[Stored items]
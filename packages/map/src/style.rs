//! Region styling for the highlight command.

use oslo_market_selection::Highlight;
use serde::Serialize;

/// How one district region is drawn.
#[derive(Debug, Clone, Copy, PartialEq, Eq, Serialize)]
#[serde(rename_all = "camelCase")]
pub enum RegionStyle {
    /// The selected district.
    Selected,
    /// The district under the pointer.
    Hovered,
    /// Every other district.
    Idle,
}

/// Paint properties for a region style.
#[derive(Debug, Clone, Copy, PartialEq, Serialize)]
#[serde(rename_all = "camelCase")]
pub struct RegionPaint {
    /// Fill colour.
    pub fill: &'static str,
    /// Outline colour.
    pub outline: &'static str,
    /// Outline width in pixels.
    pub outline_width: f64,
    /// Label colour.
    pub label: &'static str,
}

impl RegionStyle {
    /// Paint properties for this style.
    #[must_use]
    pub const fn paint(self) -> RegionPaint {
        match self {
            Self::Selected => RegionPaint {
                fill: "rgba(28, 37, 50, 0.9)",
                outline: "rgba(96, 165, 250, 0.8)",
                outline_width: 2.0,
                label: "rgba(255, 255, 255, 0.95)",
            },
            Self::Hovered => RegionPaint {
                fill: "rgba(28, 37, 50, 0.7)",
                outline: "rgba(90, 103, 120, 0.6)",
                outline_width: 1.0,
                label: "rgba(255, 255, 255, 0.95)",
            },
            Self::Idle => RegionPaint {
                fill: "rgba(17, 23, 32, 0.5)",
                outline: "rgba(48, 58, 72, 0.4)",
                outline_width: 1.0,
                label: "rgba(203, 213, 225, 0.7)",
            },
        }
    }
}

/// Style of region `id` under `highlight`. Selection wins over hover.
#[must_use]
pub fn region_style(id: &str, highlight: &Highlight) -> RegionStyle {
    if highlight.selected.as_deref() == Some(id) {
        RegionStyle::Selected
    } else if highlight.hovered.as_deref() == Some(id) {
        RegionStyle::Hovered
    } else {
        RegionStyle::Idle
    }
}
//! SHA-1 hashing and zero-bit counting for stamps.

use hashcash_types::Fingerprint;
use sha1::{Digest, Sha1};

/// Number of bits in a stamp digest.
pub const DIGEST_BITS: u32 = 160;

/// Compute the 160-bit SHA-1 digest of arbitrary data.
pub fn sha1_160(data: &[u8]) -> [u8; 20] {
    let mut hasher = Sha1::new();
    hasher.update(data);
    let result = hasher.finalize();
    let mut output = [0u8; 20];
    output.copy_from_slice(&result);
    output
}

/// Fingerprint of the exact stamp text (its UTF-8 bytes, nothing trimmed).
pub fn fingerprint(stamp_text: &str) -> Fingerprint {
    Fingerprint::new(sha1_160(stamp_text.as_bytes()))
}

/// Count zero bits from the most significant bit of `digest` up to the first set bit.
///
/// Returns the full bit length for an all-zero digest.
pub fn leading_zero_bits(digest: &[u8]) -> u32 {
    let mut bits = 0;
    for &byte in digest {
        if byte != 0 {
            return bits + byte.leading_zeros();
        }
        bits += 8;
    }
    bits
}
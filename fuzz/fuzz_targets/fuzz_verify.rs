#![no_main]
use libfuzzer_sys::fuzz_target;

use chrono::{TimeZone, Utc};
use hashcash_nullables::{NullClock, NullSpentStore};
use hashcash_work::{HashcashConfig, Verifier};

fuzz_target!(|data: &[u8]| {
    let Ok(text) = std::str::from_utf8(data) else {
        return;
    };

    let clock = NullClock::new(Utc.with_ymd_and_hms(2026, 1, 1, 0, 0, 0).unwrap());
    let Ok(verifier) = Verifier::new(HashcashConfig::new(0, 30 * 86_400, 86_400), NullSpentStore::new())
    else {
        return;
    };
    let verifier = verifier.with_clock(clock);

    // Any input gets a verdict; a second pass over an accepted stamp is spent.
    if verifier.verify(text).is_ok() {
        assert!(verifier.verify(text).is_err());
    }
});
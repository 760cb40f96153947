//! Hashcash proof-of-work stamps.
//!
//! Not mining: a bounded, tunable computational cost a sender pays per
//! resource (typically a recipient address) so that bulk sending becomes
//! expensive while a single message stays cheap. A stamp proves the work by
//! having a SHA-1 digest with at least the required number of leading zero bits.
//!
//! Minting is driven by the caller one [`Minter::attempt`] at a time;
//! verification runs a fixed pipeline in [`Verifier::verify`] and records
//! accepted stamps in a [`hashcash_store::SpentStore`].

pub mod config;
pub mod difficulty;
pub mod error;
pub mod generator;
pub mod minter;
pub mod policy;
pub mod verifier;

pub use config::{HashcashConfig, TimeWindow};
pub use difficulty::{fingerprint_score, meets_difficulty, score};
pub use error::HashcashError;
pub use generator::StampGenerator;
pub use minter::Minter;
pub use policy::{ExactResource, ResourcePolicy};
pub use verifier::Verifier;
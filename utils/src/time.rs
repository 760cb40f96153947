//! Duration and rate formatting for command output.

use std::time::Duration;

/// Format a duration to a short human-readable string.
pub fn format_duration(duration: Duration) -> String {
    let secs = duration.as_secs();
    if secs == 0 {
        format!("{}ms", duration.as_millis())
    } else if secs < 60 {
        format!("{:.1}s", duration.as_secs_f64())
    } else if secs < 3600 {
        format!("{}m {}s", secs / 60, secs % 60)
    } else if secs < 86400 {
        format!("{}h {}m", secs / 3600, (secs % 3600) / 60)
    } else {
        format!("{}d {}h", secs / 86400, (secs % 86400) / 3600)
    }
}

/// Hash rate for `attempts` performed over `elapsed`.
pub fn format_rate(attempts: u64, elapsed: Duration) -> String {
    let secs = elapsed.as_secs_f64();
    if secs <= 0.0 {
        return "n/a".to_string();
    }
    let rate = attempts as f64 / secs;
    if rate >= 1_000_000.0 {
        format!("{:.2} MH/s", rate / 1_000_000.0)
    } else if rate >= 1_000.0 {
        format!("{:.2} kH/s", rate / 1_000.0)
    } else {
        format!("{rate:.0} H/s")
    }
}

GOAL OF THE EXERCISE – Search the entries above for the word "generator" and copy each line where it appears.

TASK OUTPUT –
pub mod generator;
pub use generator::StampGenerator;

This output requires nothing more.